A little riffing, a little planning. I tend to sketch out a scene in notes and bullets beforehand, so I know more or less where it's going and what I want to accomplish. I'm "watching" the charact...

posted 12y ago by Lauren Ipsum‭  ·  last activity 5y ago by System‭

Answer
#4: Attribution notice removed by user avatar System‭ · 2019-12-13T12:00:08Z (almost 5 years ago)
Source: https://writers.stackexchange.com/a/5570
License name: CC BY-SA 3.0
License URL: https://creativecommons.org/licenses/by-sa/3.0/
#3: Attribution notice added by user avatar System‭ · 2019-12-08T02:21:02Z (almost 5 years ago)
Source: https://writers.stackexchange.com/a/5570
License name: CC BY-SA 3.0
License URL: https://creativecommons.org/licenses/by-sa/3.0/
#2: Initial revision by (deleted user) · 2019-12-08T02:21:02Z (almost 5 years ago)
A little riffing, a little planning.

I tend to sketch out a scene in notes and bullets beforehand, so I know more or less where it's going and what I want to accomplish. I'm "watching" the characters interact in my head as I'm jotting down notes, and sometimes entire exchanges come out of that.
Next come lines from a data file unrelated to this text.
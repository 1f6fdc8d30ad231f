//! # rag-quality
//!
//! A retrieval-augmented question answering pipeline that filters noisy
//! sentences before indexing, reranks what it retrieves, and keeps
//! scoring the answers it gives.
//!
//! ## Architecture
//!
//! ```text
//! ┌────────────┐   ┌──────────────┐   ┌──────────┐   ┌─────────────┐
//! │ Directory  │──▶│ Sentence     │──▶│ Chunk +  │──▶│ VectorIndex │
//! │ of .txt    │   │ filter       │   │ embed    │   │  (SQLite)   │
//! └────────────┘   └──────────────┘   └──────────┘   └──────┬──────┘
//!                                                           │
//!        question ──▶ embed ──▶ coarse top-k ──▶ rerank ────┤
//!                                                           ▼
//!                 ┌──────────────┐   ┌──────────────┐   ┌──────────┐
//!                 │ Evaluation   │◀──│ Interactions │◀──│ Answer   │
//!                 │ engine       │   │  (SQLite)    │   │ composer │
//!                 └──────────────┘   └──────────────┘   └──────────┘
//! ```
//!
//! ## Quick Start
//!
//! ```bash
//! ragq init                          # create database
//! ragq ingest ./docs                 # filter, chunk, embed, index
//! ragq ask "How are refunds handled?"
//! ragq evaluate --limit 20           # score recent answers
//! ragq report --days 7
//! ragq serve                         # HTTP API
//! ```
//!
//! ## Modules
//!
//! | Module | Purpose |
//! |--------|---------|
//! | [`config`] | TOML configuration parsing |
//! | [`models`] | Core data types |
//! | [`filter`] | Sentence-level noise filtering |
//! | [`chunk`] | Overlapping text chunking |
//! | [`ingest`] | Directory loading and indexing |
//! | [`embedding`] | Embedding provider abstraction |
//! | [`store`] | Vector index backends |
//! | [`rerank`] | Cross-encoder reranking |
//! | [`retrieval`] | Two-stage search |
//! | [`generation`] | Chat completion backends |
//! | [`answer`] | Grounded answer composition |
//! | [`interactions`] | Interaction persistence |
//! | [`evaluation`] | Scoring, aggregation, trends |
//! | [`pipeline`] | Orchestration and service wiring |
//! | [`server`] | HTTP API |

pub mod answer;
pub mod chunk;
pub mod config;
pub mod db;
pub mod embedding;
pub mod error;
pub mod evaluation;
pub mod export;
pub mod filter;
pub mod generation;
pub mod ingest;
pub mod interactions;
pub mod logging;
pub mod migrate;
pub mod models;
pub mod pipeline;
pub mod rerank;
pub mod retrieval;
pub mod server;
pub mod stats;
pub mod store;
pub mod validation;
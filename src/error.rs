//! Error taxonomy shared by every pipeline component.
//!
//! Component-local failures (one unreadable file, one sentence the scorer
//! could not handle, one metric the evaluator left blank) are absorbed and
//! logged where they happen. Only request-level failures travel up as a
//! [`PipelineError`], and the HTTP boundary turns them into
//! `{"error": {"code", "message"}}` using [`PipelineError::code`].
//!
//! Query functions that may legitimately find nothing return [`Lookup`]
//! instead of raising, so "no interactions in this window" is a value the
//! caller matches on rather than an error it has to catch.

use thiserror::Error;

/// Typed failure kinds raised by the core.
#[derive(Debug, Error)]
#[non_exhaustive]
pub enum PipelineError {
    /// Malformed caller input. Never retried.
    #[error("invalid {field}: {message}")]
    Validation {
        field: &'static str,
        message: String,
    },

    /// The requested target set is empty (no documents, no interactions).
    #[error("{0}")]
    NotFound(String),

    /// An external collaborator (embedder, scorer, generator, evaluator) failed.
    #[error("{component} failed: {message}")]
    Dependency {
        component: &'static str,
        message: String,
    },

    /// A persisted record could not be decoded.
    #[error("corrupt record: {0}")]
    DataIntegrity(String),

    #[error("storage error: {0}")]
    Storage(#[from] sqlx::Error),

    #[error(transparent)]
    Internal(#[from] anyhow::Error),
}

impl PipelineError {
    pub fn validation(field: &'static str, message: impl Into<String>) -> Self {
        PipelineError::Validation {
            field,
            message: message.into(),
        }
    }

    pub fn not_found(message: impl Into<String>) -> Self {
        PipelineError::NotFound(message.into())
    }

    pub fn dependency(component: &'static str, message: impl std::fmt::Display) -> Self {
        PipelineError::Dependency {
            component,
            message: message.to_string(),
        }
    }

    /// Machine-readable error code used in structured responses.
    pub fn code(&self) -> &'static str {
        match self {
            PipelineError::Validation { .. } => "validation_error",
            PipelineError::NotFound(_) => "not_found",
            PipelineError::Dependency { .. } => "dependency_error",
            PipelineError::DataIntegrity(_) => "data_integrity_error",
            PipelineError::Storage(_) => "storage_error",
            PipelineError::Internal(_) => "internal",
        }
    }
}

pub type Result<T, E = PipelineError> = std::result::Result<T, E>;

/// Outcome of a query that may legitimately match nothing.
#[derive(Debug, Clone, PartialEq)]
pub enum Lookup<T> {
    Found(T),
    Empty,
}

impl<T> Lookup<T> {
    pub fn is_empty(&self) -> bool {
        matches!(self, Lookup::Empty)
    }

    pub fn found(self) -> Option<T> {
        match self {
            Lookup::Found(value) => Some(value),
            Lookup::Empty => None,
        }
    }

    /// Escalate an empty result into a [`PipelineError::NotFound`].
    ///
    /// Used at request boundaries where an empty target set means the
    /// whole operation cannot proceed.
    pub fn or_not_found(self, message: impl Into<String>) -> Result<T> {
        match self {
            Lookup::Found(value) => Ok(value),
            Lookup::Empty => Err(PipelineError::not_found(message)),
        }
    }
}

impl<T> Lookup<Vec<T>> {
    pub fn from_vec(items: Vec<T>) -> Self {
        if items.is_empty() {
            Lookup::Empty
        } else {
            Lookup::Found(items)
        }
    }
}

impl<T> From<Option<T>> for Lookup<T> {
    fn from(value: Option<T>) -> Self {
        match value {
            Some(v) => Lookup::Found(v),
            None => Lookup::Empty,
        }
    }
}

#[cfg(test)]
mod tests {
    use super::*;

    #[test]
    fn test_codes_are_stable() {
        assert_eq!(
            PipelineError::validation("limit", "too big").code(),
            "validation_error"
        );
        assert_eq!(PipelineError::not_found("x").code(), "not_found");
        assert_eq!(
            PipelineError::dependency("embedder", "timeout").code(),
            "dependency_error"
        );
    }

    #[test]
    fn test_validation_message_names_field() {
        let err = PipelineError::validation("question", "must be at least 3 characters");
        assert_eq!(
            err.to_string(),
            "invalid question: must be at least 3 characters"
        );
    }

    #[test]
    fn test_lookup_from_vec() {
        assert!(Lookup::<Vec<i32>>::from_vec(vec![]).is_empty());
        assert_eq!(Lookup::from_vec(vec![1, 2]).found(), Some(vec![1, 2]));
    }

    #[test]
    fn test_lookup_or_not_found() {
        let empty: Lookup<u8> = Lookup::Empty;
        let err = empty.or_not_found("nothing here").unwrap_err();
        assert_eq!(err.code(), "not_found");
        assert_eq!(Lookup::Found(3).or_not_found("x").unwrap(), 3);
    }
}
Once I've roughed out the scene, then I can go back and tweak to make sure it does what I need it to do, and that the characters are true to how I've envisioned them. Sometimes I have to back up and say, "But Malcolm wouldn't pry like that. This whole section has to go" (massive deletion of text) "so how _would_ he get Charles to open up?"

How the people actually get to where I'm aiming them is all ad libbing, but you should have a good idea of each character's voice so that it doesn't take you by surprise or wander off into the living room. You should know them, as people, and be able to predict how they're going to react.

If you don't know your characters well enough, you have to go back and spend some time with them — maybe doing those silly personal quizzes which get emailed around, answering it in the voice of each character. (I actually find those incredibly helpful.)

So your questions about when they would start and stop talking is up to you, or up to them, in a sense. Those questions aren't going to be answered necessarily by just clattering away at the keyboard like an infinite monkey and hoping that _A Midsummer Night's Dream_ comes out. _You_ have to figure out how your character is going to react to your other character, and write the scene accordingly.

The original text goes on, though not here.